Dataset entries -
# # # # # # #
//! The per-adapter instance: one listener, one cable, at most one session.
//!
//! The loop is a plain `poll(2)` over the listening socket and, when
//! present, the active session's socket, with a one second timeout so the
//! shutdown flag is observed promptly. Connections that lose the accept
//! policy are closed on the spot; the winner becomes the foreground session
//! until it dies.

use std::io::{self, ErrorKind};
use std::net::{IpAddr, Ipv4Addr, SocketAddr, TcpListener, TcpStream};
use std::os::fd::AsFd;
use std::sync::atomic::{AtomicBool, Ordering};
use std::time::{Duration, Instant};

use nix::errno::Errno;
use nix::poll::{poll, PollFd, PollFlags, PollTimeout};

use xvc_protocol::DEFAULT_VECTOR_CAP_BYTES;

use crate::lock::ClientLock;
use crate::session::{Session, SessionError, SessionStatus};
use crate::whitelist::{Verdict, Whitelist};
use crate::JtagCable;

const POLL_INTERVAL_MS: u16 = 1000;

#[derive(Clone, Debug)]
pub struct InstanceConfig {
    pub bind_addr: IpAddr,
    pub port: u16,
    /// Largest `⌈num_bits / 8⌉` accepted per shift; clamped by the session.
    pub vector_cap_bytes: usize,
    /// When set, `settck` requests are overridden with this frequency.
    pub fixed_frequency_hz: Option<u32>,
    /// Zero disables the client-IP lock.
    pub client_lock_timeout: Duration,
    /// Socket read/write timeout for the active session.
    pub rw_timeout: Duration,
}

impl Default for InstanceConfig {
    fn default() -> Self {
        InstanceConfig {
            bind_addr: IpAddr::V4(Ipv4Addr::UNSPECIFIED),
            port: 2542,
            vector_cap_bytes: DEFAULT_VECTOR_CAP_BYTES as usize,
            fixed_frequency_hz: None,
            client_lock_timeout: Duration::ZERO,
            rw_timeout: Duration::from_secs(30),
        }
    }
}

/// Why an instance stopped.
#[derive(Debug)]
pub enum InstanceError<E> {
    Bind { port: u16, source: io::Error },
    Poll(io::Error),
    /// The adapter failed mid-session; it needs a reopen before reuse.
    Cable(E),
}

impl<E: std::error::Error> std::fmt::Display for InstanceError<E> {
    fn fmt(&self, f: &mut std::fmt::Formatter<'_>) -> std::fmt::Result {
        match self {
            InstanceError::Bind { port, source } => {
                write!(f, "cannot bind port {}: {}", port, source)
            }
            InstanceError::Poll(e) => write!(f, "poll failed: {}", e),
            InstanceError::Cable(e) => write!(f, "cable fault: {}", e),
        }
    }
}

impl<E: std::error::Error> std::error::Error for InstanceError<E> {}

struct ActiveSession {
    stream: TcpStream,
    peer: SocketAddr,
    session: Session,
    /// Whether the first byte has been seen and the lock armed.
    armed: bool,
}

/// One adapter, one port, one debugger at a time.
pub struct Instance<C: JtagCable> {
    cable: C,
    config: InstanceConfig,
    whitelist: Whitelist,
    lock: ClientLock,
    active: Option<ActiveSession>,
}

impl<C: JtagCable> Instance<C> {
    pub fn new(cable: C, config: InstanceConfig, whitelist: Whitelist) -> Instance<C> {
        let lock = ClientLock::new(config.client_lock_timeout);
        Instance {
            cable,
            config,
            whitelist,
            lock,
            active: None,
        }
    }

    /// Serves until `running` drops or the adapter faults.
    pub fn run(&mut self, running: &AtomicBool) -> Result<(), InstanceError<C::Error>> {
        let listener = TcpListener::bind((self.config.bind_addr, self.config.port)).map_err(
            |source| InstanceError::Bind {
                port: self.config.port,
                source,
            },
        )?;
        listener
            .set_nonblocking(true)
            .map_err(InstanceError::Poll)?;
        log::info!("listening on {}:{}", self.config.bind_addr, self.config.port);

        while running.load(Ordering::SeqCst) {
            let (accept_ready, session_ready) = {
                let mut fds = [
                    PollFd::new(listener.as_fd(), PollFlags::POLLIN),
                    PollFd::new(listener.as_fd(), PollFlags::empty()),
                ];
                if let Some(active) = &self.active {
                    fds[1] = PollFd::new(active.stream.as_fd(), PollFlags::POLLIN);
                }
                match poll(&mut fds, PollTimeout::from(POLL_INTERVAL_MS)) {
                    Err(Errno::EINTR) => (false, false),
                    Err(e) => {
                        return Err(InstanceError::Poll(io::Error::from_raw_os_error(e as i32)));
                    }
                    Ok(0) => (false, false),
                    Ok(_) => {
                        let ready = |fd: &PollFd| {
                            fd.revents().is_some_and(|r| {
                                r.intersects(
                                    PollFlags::POLLIN | PollFlags::POLLERR | PollFlags::POLLHUP,
                                )
                            })
                        };
                        (ready(&fds[0]), self.active.is_some() && ready(&fds[1]))
                    }
                }
            };

            if accept_ready {
                self.accept_pending(&listener);
            }
            if session_ready {
                self.pump_session()?;
            }
        }

        log::info!("instance on port {} stopping", self.config.port);
        Ok(())
    }

    fn accept_pending(&mut self, listener: &TcpListener) {
        loop {
            match listener.accept() {
                Ok((stream, peer)) => self.consider(stream, peer),
                Err(e) if e.kind() == ErrorKind::WouldBlock => break,
                Err(e) if e.kind() == ErrorKind::Interrupted => continue,
                Err(e) => {
                    log::error!("accept failed: {}", e);
                    break;
                }
            }
        }
    }

    /// Applies the accept policy; dropping `stream` rejects the peer.
    fn consider(&mut self, stream: TcpStream, peer: SocketAddr) {
        match self.whitelist.check(peer.ip()) {
            Verdict::Blocked => {
                log::warn!("connection from {} blocked by whitelist", peer);
                return;
            }
            Verdict::Logged => log::warn!("unlisted peer {} allowed (permissive)", peer),
            Verdict::Allowed => {}
        }
        if self.active.is_some() {
            log::warn!("rejecting {}: a session is already active", peer);
            return;
        }
        if !self.lock.admits(peer.ip(), Instant::now()) {
            log::warn!(
                "rejecting {}: instance is locked to {:?}",
                peer,
                self.lock.locked_ip()
            );
            return;
        }

        let _ = stream.set_nodelay(true);
        let _ = stream.set_read_timeout(Some(self.config.rw_timeout));
        let _ = stream.set_write_timeout(Some(self.config.rw_timeout));
        log::info!("session accepted from {}", peer);
        self.active = Some(ActiveSession {
            stream,
            peer,
            session: Session::new(self.config.vector_cap_bytes),
            armed: false,
        });
    }

    fn pump_session(&mut self) -> Result<(), InstanceError<C::Error>> {
        let Some(active) = self.active.as_mut() else {
            return Ok(());
        };
        if !active.armed {
            active.armed = true;
            self.lock.arm(active.peer.ip(), Instant::now());
        }

        let config_fixed = self.config.fixed_frequency_hz;
        match active
            .session
            .pump(&mut active.stream, &mut self.cable, config_fixed)
        {
            Ok(SessionStatus::Active) => Ok(()),
            Ok(SessionStatus::Closed) => {
                self.finish_session("client disconnected");
                Ok(())
            }
            Err(SessionError::Cable(e)) => {
                self.finish_session("cable fault");
                Err(InstanceError::Cable(e))
            }
            Err(e) => {
                log::error!("session failed: {}", e);
                self.finish_session("session error");
                Ok(())
            }
        }
    }

    fn finish_session(&mut self, why: &str) {
        if let Some(active) = self.active.take() {
            let (rx, tx, commands) = active.session.stats();
            log::info!(
                "session from {} over ({}): rx={} tx={} commands={}",
                active.peer,
                why,
                rx,
                tx,
                commands
            );
            self.lock.refresh(active.peer.ip(), Instant::now());
        }
    }
}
# # # # # # #
Exercise description -
Provide an exact reproduction of all the entries shown above.

Answer to this task -
//! The per-adapter instance: one listener, one cable, at most one session.
//!
//! The loop is a plain `poll(2)` over the listening socket and, when
//! present, the active session's socket, with a one second timeout so the
//! shutdown flag is observed promptly. Connections that lose the accept
//! policy are closed on the spot; the winner becomes the foreground session
//! until it dies.

use std::io::{self, ErrorKind};
use std::net::{IpAddr, Ipv4Addr, SocketAddr, TcpListener, TcpStream};
use std::os::fd::AsFd;
use std::sync::atomic::{AtomicBool, Ordering};
use std::time::{Duration, Instant};

use nix::errno::Errno;
use nix::poll::{poll, PollFd, PollFlags, PollTimeout};

use xvc_protocol::DEFAULT_VECTOR_CAP_BYTES;

use crate::lock::ClientLock;
use crate::session::{Session, SessionError, SessionStatus};
use crate::whitelist::{Verdict, Whitelist};
use crate::JtagCable;

const POLL_INTERVAL_MS: u16 = 1000;

#[derive(Clone, Debug)]
pub struct InstanceConfig {
    pub bind_addr: IpAddr,
    pub port: u16,
    /// Largest `⌈num_bits / 8⌉` accepted per shift; clamped by the session.
    pub vector_cap_bytes: usize,
    /// When set, `settck` requests are overridden with this frequency.
    pub fixed_frequency_hz: Option<u32>,
    /// Zero disables the client-IP lock.
    pub client_lock_timeout: Duration,
    /// Socket read/write timeout for the active session.
    pub rw_timeout: Duration,
}

impl Default for InstanceConfig {
    fn default() -> Self {
        InstanceConfig {
            bind_addr: IpAddr::V4(Ipv4Addr::UNSPECIFIED),
            port: 2542,
            vector_cap_bytes: DEFAULT_VECTOR_CAP_BYTES as usize,
            fixed_frequency_hz: None,
            client_lock_timeout: Duration::ZERO,
            rw_timeout: Duration::from_secs(30),
        }
    }
}

/// Why an instance stopped.
#[derive(Debug)]
pub enum InstanceError<E> {
    Bind { port: u16, source: io::Error },
    Poll(io::Error),
    /// The adapter failed mid-session; it needs a reopen before reuse.
    Cable(E),
}

impl<E: std::error::Error> std::fmt::Display for InstanceError<E> {
    fn fmt(&self, f: &mut std::fmt::Formatter<'_>) -> std::fmt::Result {
        match self {
            InstanceError::Bind { port, source } => {
                write!(f, "cannot bind port {}: {}", port, source)
            }
            InstanceError::Poll(e) => write!(f, "poll failed: {}", e),
            InstanceError::Cable(e) => write!(f, "cable fault: {}", e),
        }
    }
}

impl<E: std::error::Error> std::error::Error for InstanceError<E> {}

struct ActiveSession {
    stream: TcpStream,
    peer: SocketAddr,
    session: Session,
    /// Whether the first byte has been seen and the lock armed.
    armed: bool,
}

/// One adapter, one port, one debugger at a time.
pub struct Instance<C: JtagCable> {
    cable: C,
    config: InstanceConfig,
    whitelist: Whitelist,
    lock: ClientLock,
    active: Option<ActiveSession>,
}

impl<C: JtagCable> Instance<C> {
    pub fn new(cable: C, config: InstanceConfig, whitelist: Whitelist) -> Instance<C> {
        let lock = ClientLock::new(config.client_lock_timeout);
        Instance {
            cable,
            config,
            whitelist,
            lock,
            active: None,
        }
    }

    /// Serves until `running` drops or the adapter faults.
    pub fn run(&mut self, running: &AtomicBool) -> Result<(), InstanceError<C::Error>> {
        let listener = TcpListener::bind((self.config.bind_addr, self.config.port)).map_err(
            |source| InstanceError::Bind {
                port: self.config.port,
                source,
            },
        )?;
        listener
            .set_nonblocking(true)
            .map_err(InstanceError::Poll)?;
        log::info!("listening on {}:{}", self.config.bind_addr, self.config.port);

        while running.load(Ordering::SeqCst) {
            let (accept_ready, session_ready) = {
                let mut fds = [
                    PollFd::new(listener.as_fd(), PollFlags::POLLIN),
                    PollFd::new(listener.as_fd(), PollFlags::empty()),
                ];
                if let Some(active) = &self.active {
                    fds[1] = PollFd::new(active.stream.as_fd(), PollFlags::POLLIN);
                }
                match poll(&mut fds, PollTimeout::from(POLL_INTERVAL_MS)) {
                    Err(Errno::EINTR) => (false, false),
                    Err(e) => {
                        return Err(InstanceError::Poll(io::Error::from_raw_os_error(e as i32)));
                    }
                    Ok(0) => (false, false),
                    Ok(_) => {
                        let ready = |fd: &PollFd| {
                            fd.revents().is_some_and(|r| {
                                r.intersects(
                                    PollFlags::POLLIN | PollFlags::POLLERR | PollFlags::POLLHUP,
                                )
                            })
                        };
                        (ready(&fds[0]), self.active.is_some() && ready(&fds[1]))
                    }
                }
            };

            if accept_ready {
                self.accept_pending(&listener);
            }
            if session_ready {
                self.pump_session()?;
            }
        }

        log::info!("instance on port {} stopping", self.config.port);
        Ok(())
    }

    fn accept_pending(&mut self, listener: &TcpListener) {
        loop {
            match listener.accept() {
                Ok((stream, peer)) => self.consider(stream, peer),
                Err(e) if e.kind() == ErrorKind::WouldBlock => break,
                Err(e) if e.kind() == ErrorKind::Interrupted => continue,
                Err(e) => {
                    log::error!("accept failed: {}", e);
                    break;
                }
            }
        }
    }

    /// Applies the accept policy; dropping `stream` rejects the peer.
    fn consider(&mut self, stream: TcpStream, peer: SocketAddr) {
        match self.whitelist.check(peer.ip()) {
            Verdict::Blocked => {
                log::warn!("connection from {} blocked by whitelist", peer);
                return;
            }
            Verdict::Logged => log::warn!("unlisted peer {} allowed (permissive)", peer),
            Verdict::Allowed => {}
        }
        if self.active.is_some() {
            log::warn!("rejecting {}: a session is already active", peer);
            return;
        }
        if !self.lock.admits(peer.ip(), Instant::now()) {
            log::warn!(
                "rejecting {}: instance is locked to {:?}",
                peer,
                self.lock.locked_ip()
            );
            return;
        }

        let _ = stream.set_nodelay(true);
        let _ = stream.set_read_timeout(Some(self.config.rw_timeout));
        let _ = stream.set_write_timeout(Some(self.config.rw_timeout));
        log::info!("session accepted from {}", peer);
        self.active = Some(ActiveSession {
            stream,
            peer,
            session: Session::new(self.config.vector_cap_bytes),
            armed: false,
        });
    }

    fn pump_session(&mut self) -> Result<(), InstanceError<C::Error>> {
        let Some(active) = self.active.as_mut() else {
            return Ok(());
        };
        if !active.armed {
            active.armed = true;
            self.lock.arm(active.peer.ip(), Instant::now());
        }

        let config_fixed = self.config.fixed_frequency_hz;
        match active
            .session
            .pump(&mut active.stream, &mut self.cable, config_fixed)
        {
            Ok(SessionStatus::Active) => Ok(()),
            Ok(SessionStatus::Closed) => {
                self.finish_session("client disconnected");
                Ok(())
            }
            Err(SessionError::Cable(e)) => {
                self.finish_session("cable fault");
                Err(InstanceError::Cable(e))
            }
            Err(e) => {
                log::error!("session failed: {}", e);
                self.finish_session("session error");
                Ok(())
            }
        }
    }

    fn finish_session(&mut self, why: &str) {
        if let Some(active) = self.active.take() {
            let (rx, tx, commands) = active.session.stats();
            log::info!(
                "session from {} over ({}): rx={} tx={} commands={}",
                active.peer,
                why,
                rx,
                tx,
                commands
            );
            self.lock.refresh(active.peer.ip(), Instant::now());
        }
    }
}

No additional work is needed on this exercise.